Select from DB by all key fields. If not possible, consider creating indexes.
For small and simple selects, use joins. For bigger selects using joins will still work faster, but would be difficult to follow up.
Minor thing - use field symbols to read table line, this makes it much faster.
1) You should be careful while using SELECT statement in ABAP language.
Unnecessary database connections significantly decreases the performance of ABAP program.
2) While using internal table with functions you should call it by reference to reduce memory usage.
Call By Reference:
Passes a pointer to the memory location.Changes made to the
variable within the subroutine affects the variable outside
the subroutine.
3)Should not use internal tables with workarea.
4)While using nested loops, use sorting algorithms.
They are the same, as is the ADD keyword and + operator.
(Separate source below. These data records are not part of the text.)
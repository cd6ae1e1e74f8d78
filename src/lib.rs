//! geogrid-mosaic - WPS GEOGRID tiles to GeoTIFF
//!
//! geogrid-mosaic reads a WPS GEOGRID static dataset (an `index` metadata
//! file plus fixed-size binary tiles) and assembles the tiles into one
//! georeferenced raster.
//!
//! # Examples
//!
//! ## Converting a dataset
//!
//! ```no_run
//! use geogrid_mosaic::{convert, GeoTiffOptions, MosaicOptions};
//!
//! let stats = convert(
//!     "geog/topo_30s",
//!     "topo_30s.tif",
//!     &GeoTiffOptions::default(),
//!     &MosaicOptions::default(),
//! )?;
//! println!("{} tiles, canvas {}x{}", stats.tiles, stats.canvas.width, stats.canvas.height);
//! # Ok::<(), geogrid_mosaic::Error>(())
//! ```
//!
//! ## Mosaicking into memory
//!
//! ```no_run
//! use geogrid_mosaic::{MemorySink, MosaicOptions, MosaicPlan};
//!
//! let plan = MosaicPlan::from_dir("geog/landuse_30s")?;
//! let canvas = plan.canvas();
//! let mut sink = MemorySink::new(canvas.width, canvas.height, plan.band_count(), plan.sample_type());
//! plan.configure_sink(&mut sink)?;
//! plan.run(&mut sink, &MosaicOptions::default())?;
//!
//! let categories = sink.band(0);
//! println!("first class: {}", categories[0]);
//! # Ok::<(), geogrid_mosaic::Error>(())
//! ```

pub mod io;
pub mod error;
pub mod types;
pub mod geogrid;
pub mod sink;
pub mod compression;
pub mod formats;
pub mod pipeline;
pub mod report;
pub mod cli;

pub use error::{Error, Result};
pub use types::{DataType, Dimensions};
pub use geogrid::{DatasetIndex, GeoTransform, MosaicPlacer, RowOrder, TileCatalog, TileDecoder};
pub use sink::{MemorySink, RasterSink};
pub use compression::Compression;
pub use formats::tiff::{GeoTiffOptions, GeoTiffSink};
pub use pipeline::{convert, MosaicOptions, MosaicPlan, MosaicStats};
pub use io::ByteOrder;
#[cfg(test)]
mod tests {
    use super::*;

    const TOPO: &str = "\
# GMTED2010 30-arc-second topography
type = continuous
signed = yes
projection = regular_ll
dx = 0.00833333
dy = 0.00833333
known_x = 1.0
known_y = 1.0
known_lat = -89.99583
known_lon = -179.99583
wordsize = 2
tile_x = 1200
tile_y = 1200
tile_z = 1
units = \"meters MSL\"
description = \"Topography height\"
";

    #[test]
    fn test_parse_typical_index() {
        let index = parse_index(TOPO).unwrap();
        assert_eq!(index.projection, Projection::RegularLatLon);
        assert_eq!(index.kind, DatasetKind::Continuous);
        assert!(index.signed);
        assert_eq!(index.wordsize, 2);
        assert_eq!((index.tile_x, index.tile_y, index.tile_z), (1200, 1200, 1));
        assert_eq!(index.known_lat, -89.99583);
        assert_eq!(index.units.as_deref(), Some("meters MSL"));
        assert_eq!(index.description.as_deref(), Some("Topography height"));
        assert!(index.validate().is_ok());
    }

    #[test]
    fn test_defaults_seeded() {
        let index = parse_index(
            "projection=regular_ll\ndx=1\ndy=1\nknown_lat=0\nknown_lon=0\ntile_x=2\ntile_y=2\nwordsize=1\n",
        )
        .unwrap();
        assert_eq!(index.filename_digits, 5);
        assert!(!index.signed);
        assert_eq!((index.known_x, index.known_y), (1.0, 1.0));
        assert_eq!(index.scale_factor, 1.0);
        assert_eq!(index.endian, ByteOrder::BigEndian);
        assert_eq!(index.tile_bdr, 0);
        assert_eq!(index.tile_z, 1);
        assert_eq!(index.missing_value, None);
    }

    #[test]
    fn test_keys_case_insensitive_and_trimmed() {
        let entries = parse_entries("  TILE_X  =  40 \n Signed = yes\n").unwrap();
        assert_eq!(entries.get("tile_x"), Some(&IndexValue::Int(40)));
        assert_eq!(entries.get("signed"), Some(&IndexValue::Bool(true)));
    }

    #[test]
    fn test_boolean_only_yes_is_true() {
        let entries = parse_entries("signed = YES\n").unwrap();
        assert_eq!(entries.get("signed"), Some(&IndexValue::Bool(false)));
    }

    #[test]
    fn test_unknown_keys_pass_through() {
        let text = format!("{}mminlu = \"MODIFIED_IGBP_MODIS_NOAH\"\niswater = 17\n", TOPO);
        let index = parse_index(&text).unwrap();
        assert_eq!(
            index.extra.get("mminlu"),
            Some(&IndexValue::Text("MODIFIED_IGBP_MODIS_NOAH".to_string()))
        );
        assert_eq!(index.extra.get("iswater"), Some(&IndexValue::Text("17".to_string())));
        assert!(!index.extra.contains_key("dx"));
    }

    #[test]
    fn test_tile_z_from_start_and_end() {
        let text = TOPO.replace("tile_z = 1", "tile_z_start = 1\ntile_z_end = 12");
        let index = parse_index(&text).unwrap();
        assert_eq!(index.tile_z, 12);
    }

    #[test]
    fn test_tile_z_start_without_end_fails() {
        let text = TOPO.replace("tile_z = 1", "tile_z_start = 1");
        assert!(matches!(parse_index(&text), Err(Error::MalformedIndex(_))));
    }

    #[test]
    fn test_tile_z_end_without_start_fails() {
        let text = TOPO.replace("tile_z = 1", "tile_z_end = 3");
        assert!(matches!(parse_index(&text), Err(Error::MalformedIndex(_))));
    }

    #[test]
    fn test_bad_integer_fails() {
        let text = TOPO.replace("wordsize = 2", "wordsize = two");
        let err = parse_index(&text).unwrap_err();
        assert!(matches!(err, Error::MalformedIndex(ref msg) if msg.contains("wordsize")));
    }

    #[test]
    fn test_line_without_equals_fails() {
        assert!(matches!(parse_entries("projection regular_ll\n"), Err(Error::MalformedIndex(_))));
    }

    #[test]
    fn test_missing_required_key_fails() {
        let text = TOPO.replace("dx = 0.00833333\n", "");
        let err = parse_index(&text).unwrap_err();
        assert!(matches!(err, Error::MalformedIndex(ref msg) if msg.contains("'dx'")));
    }

    #[test]
    fn test_unreadable_index_is_malformed() {
        let dir = tempfile::tempdir().unwrap();
        let result = read_index(dir.path().join(INDEX_FILE_NAME));
        assert!(matches!(result, Err(Error::MalformedIndex(_))));
    }

    #[test]
    fn test_validate_rejects_other_projection() {
        let text = TOPO.replace("regular_ll", "lambert");
        let index = parse_index(&text).unwrap();
        assert_eq!(index.projection, Projection::Other("lambert".to_string()));
        assert!(matches!(index.validate(), Err(Error::UnsupportedDataset(_))));
    }

    #[test]
    fn test_validate_rejects_non_positive_dx() {
        let text = TOPO.replace("dx = 0.00833333", "dx = -0.00833333");
        let index = parse_index(&text).unwrap();
        assert!(matches!(index.validate(), Err(Error::UnsupportedDataset(_))));
    }

    #[test]
    fn test_validate_rejects_wide_categorical() {
        let text = TOPO.replace("type = continuous", "type = categorical");
        let index = parse_index(&text).unwrap();
        assert_eq!(index.kind, DatasetKind::Categorical);
        assert!(matches!(index.validate(), Err(Error::UnsupportedDataset(_))));
    }

    #[test]
    fn test_little_endian_accepted() {
        let text = format!("{}endian = little\n", TOPO);
        let index = parse_index(&text).unwrap();
        assert_eq!(index.endian, ByteOrder::LittleEndian);
    }

    #[test]
    fn test_unknown_endian_rejected() {
        let text = format!("{}endian = middle\n", TOPO);
        assert!(matches!(parse_index(&text), Err(Error::UnsupportedDataset(_))));
    }

    #[test]
    fn test_tile_byte_len_includes_border() {
        let text = format!("{}tile_bdr = 3\n", TOPO);
        let index = parse_index(&text).unwrap();
        assert_eq!(index.padded_x(), Some(1206));
        assert_eq!(index.tile_byte_len(), Some(1206 * 1206 * 2));
    }

    #[test]
    fn test_validate_rejects_overflowing_tile_shape() {
        let text = TOPO.replace("tile_z = 1", "tile_z = 4611686018427387904");
        let index = parse_index(&text).unwrap();
        assert_eq!(index.tile_byte_len(), None);
        let err = index.validate().unwrap_err();
        assert!(matches!(err, Error::UnsupportedDataset(ref msg) if msg.contains("overflows")));

        let text = format!("{}tile_bdr = 9223372036854775807\n", TOPO);
        let index = parse_index(&text).unwrap();
        assert_eq!(index.padded_x(), None);
        assert!(matches!(index.validate(), Err(Error::UnsupportedDataset(_))));
    }

    #[test]
    fn test_overflowing_tile_z_range_fails() {
        let text = TOPO.replace(
            "tile_z = 1",
            "tile_z_start = -9223372036854775808\ntile_z_end = 9223372036854775807",
        );
        let err = parse_index(&text).unwrap_err();
        assert!(matches!(err, Error::MalformedIndex(ref msg) if msg.contains("overflows")));
    }

    #[test]
    fn test_inverted_tile_z_range_fails() {
        let text = TOPO.replace("tile_z = 1", "tile_z_start = 5\ntile_z_end = 2");
        let err = parse_index(&text).unwrap_err();
        assert!(matches!(err, Error::MalformedIndex(ref msg) if msg.contains("precedes")));
    }

    #[test]
    fn test_validate_rejects_multiband_categorical() {
        let text = TOPO
            .replace("type = continuous", "type = categorical")
            .replace("wordsize = 2", "wordsize = 1")
            .replace("tile_z = 1", "tile_z = 3");
        let index = parse_index(&text).unwrap();
        let err = index.validate().unwrap_err();
        assert!(matches!(err, Error::UnsupportedDataset(ref msg) if msg.contains("3 bands")));
    }

    #[test]
    fn test_validate_rejects_zero_dy() {
        let text = TOPO.replace("dy = 0.00833333", "dy = 0");
        let index = parse_index(&text).unwrap();
        let err = index.validate().unwrap_err();
        assert!(matches!(err, Error::UnsupportedDataset(ref msg) if msg.contains("dy")));
    }

    #[test]
    fn test_row_order_from_dy() {
        let index = parse_index(TOPO).unwrap();
        assert!(!index.is_top_to_bottom());
        let flipped = parse_index(&TOPO.replace("dy = 0.00833333", "dy = -0.00833333")).unwrap();
        assert!(flipped.is_top_to_bottom());
    }
}
//! Policy commands: `netblocker list`, `netblocker show <name>`,
//! `netblocker delete <name>`.

use std::io::Write;

use anyhow::Result;
use firewall::DetailError;
use firewall::service::PolicyService;
use netblocker_core::UserSession;
use netblocker_upstream::Policy;

/// The stored token, or an error telling the operator to log in.
fn require_token(session: &UserSession) -> Result<String> {
    session
        .token()?
        .ok_or_else(|| anyhow::anyhow!("Not logged in. Run `netblocker login --token <jwt>`."))
}

/// Print managed policies as a table.
pub async fn list(service: &PolicyService, session: &UserSession, out: &mut impl Write) -> Result<()> {
    let token = require_token(session)?;
    let list = service.load_active(Some(&token)).await;

    if list.policies.is_empty() {
        writeln!(out, "No managed policies.")?;
        return Ok(());
    }

    writeln!(out, "{:<28} {:<8} {:<36} TEMPLATES", "NAME", "STATUS", "WINDOW")?;
    for policy in &list.policies {
        writeln!(out, "{}", row(policy))?;
    }
    Ok(())
}

fn row(policy: &Policy) -> String {
    let window = match (&policy.start, &policy.end) {
        (Some(start), Some(end)) => format!("{start} - {end}"),
        _ => "-".to_string(),
    };
    let templates = match &policy.template_names {
        Some(names) if !names.is_empty() => names.join(", "),
        _ => "-".to_string(),
    };
    format!(
        "{:<28} {:<8} {:<36} {}",
        policy.name, policy.status, window, templates
    )
}

/// Print one policy with its schedule and URL filter as JSON.
pub async fn show(
    service: &PolicyService,
    session: &UserSession,
    name: &str,
    out: &mut impl Write,
) -> Result<()> {
    let token = session.token()?;
    let detail = match service.load_detail(token.as_deref(), name).await {
        Ok(detail) => detail,
        Err(DetailError::LoginRequired) => {
            anyhow::bail!("Not logged in. Run `netblocker login --token <jwt>`.")
        }
        Err(e) => anyhow::bail!("{}: {}", name, e),
    };
    writeln!(out, "{}", serde_json::to_string_pretty(&detail)?)?;
    Ok(())
}

pub async fn delete(
    service: &PolicyService,
    session: &UserSession,
    name: &str,
    out: &mut impl Write,
) -> Result<()> {
    let token = session.token()?;
    service
        .delete_from_detail(token.as_deref(), name)
        .await
        .map_err(|e| anyhow::anyhow!("Error ({}): {}", e.status_code(), e))?;
    writeln!(out, "policy {} deleted.", name)?;
    Ok(())
}

#[cfg(test)]
mod tests {
    use super::*;
    use std::sync::Arc;

    use axum::Router;
    use axum::extract::Path;
    use axum::http::StatusCode;
    use axum::routing::{self, get};
    use base64::Engine;
    use base64::engine::general_purpose::URL_SAFE_NO_PAD;
    use firewall::policy::MANAGED_COMMENT;
    use netblocker_core::MemoryStorage;
    use netblocker_upstream::FirewallClient;
    use netblocker_upstream::testing::spawn_fake;
    use serde_json::json;

    async fn service() -> PolicyService {
        let router = Router::new()
            .route(
                "/firewall/policies",
                get(|| async {
                    axum::Json(json!([
                        {"name": "exam-room", "status": "enable", "schedule": "exam",
                         "comments": MANAGED_COMMENT},
                        {"name": "hand-made", "status": "enable", "comments": ""}
                    ]))
                }),
            )
            .route(
                "/firewall/schedule/onetime/{name}",
                get(|| async {
                    axum::Json(json!({"results": [
                        {"name": "exam", "start": "2026/10/15 08:00", "end": "2026/10/15 12:00"}
                    ]}))
                }),
            )
            .route(
                "/firewall/webfilter/urlfilter/name/{name}",
                get(|| async { StatusCode::NOT_FOUND }),
            )
            .route(
                "/firewall/policies/fullhouse/delete/{name}",
                routing::delete(|Path(name): Path<String>| async move {
                    if name == "exam-room" { StatusCode::OK } else { StatusCode::FORBIDDEN }
                }),
            );
        let base = spawn_fake(router).await;
        PolicyService::new(FirewallClient::new(&base).unwrap())
    }

    fn logged_in() -> UserSession {
        let exp = chrono::Utc::now().timestamp() + 600;
        let payload = URL_SAFE_NO_PAD.encode(format!(r#"{{"exp":{exp},"name":"nok"}}"#));
        let mut session = UserSession::init(Arc::new(MemoryStorage::new())).unwrap();
        session.login(&format!("h.{payload}.s")).unwrap();
        session
    }

    fn anonymous() -> UserSession {
        UserSession::init(Arc::new(MemoryStorage::new())).unwrap()
    }

    #[tokio::test]
    async fn list_prints_managed_policies_only() {
        let service = service().await;
        let mut buf = Vec::new();
        list(&service, &logged_in(), &mut buf).await.unwrap();
        let text = String::from_utf8(buf).unwrap();
        let lines: Vec<&str> = text.lines().collect();
        assert_eq!(lines.len(), 2);
        assert!(lines[0].starts_with("NAME"));
        assert!(lines[1].starts_with("exam-room"));
        assert!(lines[1].contains("2026/10/15 08:00 - 2026/10/15 12:00"));
        assert!(!text.contains("hand-made"));
    }

    #[tokio::test]
    async fn list_requires_login() {
        let service = service().await;
        let err = list(&service, &anonymous(), &mut Vec::new()).await.unwrap_err();
        assert!(err.to_string().starts_with("Not logged in"));
    }

    #[tokio::test]
    async fn show_prints_detail_json() {
        let service = service().await;
        let mut buf = Vec::new();
        show(&service, &logged_in(), "exam-room", &mut buf).await.unwrap();
        let detail: serde_json::Value = serde_json::from_slice(&buf).unwrap();
        assert_eq!(detail["slug"], "exam-room");
        assert_eq!(detail["schedule"]["start"], "2026/10/15 08:00");
        assert_eq!(detail["webfilter"], serde_json::Value::Null);
    }

    #[tokio::test]
    async fn show_unknown_policy_fails() {
        let service = service().await;
        let err = show(&service, &logged_in(), "ghost", &mut Vec::new()).await.unwrap_err();
        assert_eq!(err.to_string(), "ghost: Policy not found");
    }

    #[tokio::test]
    async fn delete_reports_outcome() {
        let service = service().await;
        let mut buf = Vec::new();
        delete(&service, &logged_in(), "exam-room", &mut buf).await.unwrap();
        assert_eq!(String::from_utf8(buf).unwrap(), "policy exam-room deleted.\n");

        let err = delete(&service, &logged_in(), "other", &mut Vec::new()).await.unwrap_err();
        assert_eq!(err.to_string(), "Error (403 Forbidden): Failed to delete policy");
    }

    #[test]
    fn row_without_enrichment_uses_dashes() {
        let policy: Policy = serde_json::from_value(json!({"name": "p", "status": "disable"})).unwrap();
        let line = row(&policy);
        assert!(line.starts_with("p "));
        assert!(line.ends_with(" -"));
        assert!(line.contains("disable"));
    }
}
If you do want to optimize your ABAP, I have found the largest culprits to be:
Not using binary lookups and/or (internal) table keys properly.
The syntax of ABAP is brain-dead when it comes to table use. Know how
to work with tables efficiently. Basically write
better/optimal/elegant high-level code. This is always a winner!
Fewer instructions == less time. The fewer instructions you hit the
faster the program will run. This is important in tight loops... I
know this sounds obvious, but ABAP is so slow, that if you are really
trying to optimize critical programs, this will make a difference.
(We have processes that run days... and shaving off an hour or so
makes a difference!)
Don't mix types. There is a little bit of overhead to some
implicit conversions... for instance if you are initializing a
string data type, then use the correct literal string with
(backtick) quotes: `literal`. This also counts for looking up in
tables using keys... use exact match datatypes.
Function calls... I cannot stress the overhead of function calls
enough... the less you have the better. Goes against anything a real
computer programmer believes, but there you have it... ABAP is a
special case.
Loop using ASSIGNING (or REF TO - slightly slower on certain
types), avoid INTO like a plague.
PS: Also keep in mind that SWITCH statements are just glorified IF conditionals... thus move the most common conditions to the top!
You can create CDS with ADT Eclipse. Or views(se11) have good performance for selecting.
"MOVE a TO" b and "a = b" are just same in ABAP. There is no performance difference "MOVE" is just a more visible, noticeable version.
But if you talk about "MOVE-CORRESPONDING", yes, there is a performance difference. It's more practical to code, but actually runs slower then direct movement.